● TASK OBJECTIVE: For the word "data", give the number of lines in these entries that contain it, with nothing else.

● THE INPUT:

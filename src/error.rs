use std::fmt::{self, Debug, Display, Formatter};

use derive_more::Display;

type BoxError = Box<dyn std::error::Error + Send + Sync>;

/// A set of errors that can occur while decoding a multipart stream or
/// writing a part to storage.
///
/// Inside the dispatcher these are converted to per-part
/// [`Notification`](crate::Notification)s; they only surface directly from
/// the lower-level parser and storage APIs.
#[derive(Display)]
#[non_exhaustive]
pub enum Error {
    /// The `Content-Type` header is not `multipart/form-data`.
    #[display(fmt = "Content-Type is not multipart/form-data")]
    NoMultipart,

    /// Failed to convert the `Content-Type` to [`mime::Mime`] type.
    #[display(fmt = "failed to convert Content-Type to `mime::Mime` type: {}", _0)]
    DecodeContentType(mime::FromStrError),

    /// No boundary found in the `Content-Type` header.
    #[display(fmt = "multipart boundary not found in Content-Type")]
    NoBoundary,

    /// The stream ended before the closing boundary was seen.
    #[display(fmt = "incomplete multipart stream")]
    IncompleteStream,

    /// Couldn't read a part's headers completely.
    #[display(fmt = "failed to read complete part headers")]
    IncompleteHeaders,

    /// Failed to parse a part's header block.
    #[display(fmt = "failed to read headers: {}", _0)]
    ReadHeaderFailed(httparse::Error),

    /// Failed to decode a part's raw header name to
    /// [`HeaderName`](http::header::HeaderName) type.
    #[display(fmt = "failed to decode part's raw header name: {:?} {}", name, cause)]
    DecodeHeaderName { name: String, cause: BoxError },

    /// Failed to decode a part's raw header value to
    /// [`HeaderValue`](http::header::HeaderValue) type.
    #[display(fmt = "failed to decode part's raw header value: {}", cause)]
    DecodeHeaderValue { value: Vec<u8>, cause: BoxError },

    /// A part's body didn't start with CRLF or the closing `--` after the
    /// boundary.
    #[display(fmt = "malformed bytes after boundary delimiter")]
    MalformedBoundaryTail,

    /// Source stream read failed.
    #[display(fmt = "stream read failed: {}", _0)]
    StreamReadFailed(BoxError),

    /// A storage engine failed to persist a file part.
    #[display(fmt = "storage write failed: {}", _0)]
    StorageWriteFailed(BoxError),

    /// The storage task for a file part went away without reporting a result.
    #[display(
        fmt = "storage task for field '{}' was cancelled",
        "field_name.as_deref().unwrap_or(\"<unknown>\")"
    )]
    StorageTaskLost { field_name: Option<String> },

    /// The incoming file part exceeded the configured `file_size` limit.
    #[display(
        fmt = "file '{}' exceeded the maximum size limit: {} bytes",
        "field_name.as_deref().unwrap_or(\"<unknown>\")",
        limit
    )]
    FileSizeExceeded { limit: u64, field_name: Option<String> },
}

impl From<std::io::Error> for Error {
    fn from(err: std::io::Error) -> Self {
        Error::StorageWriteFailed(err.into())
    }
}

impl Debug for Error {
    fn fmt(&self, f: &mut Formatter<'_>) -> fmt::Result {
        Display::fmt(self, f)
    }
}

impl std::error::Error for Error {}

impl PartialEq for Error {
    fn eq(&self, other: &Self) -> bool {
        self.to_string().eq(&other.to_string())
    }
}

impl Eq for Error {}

● COMPLETED TASK: 2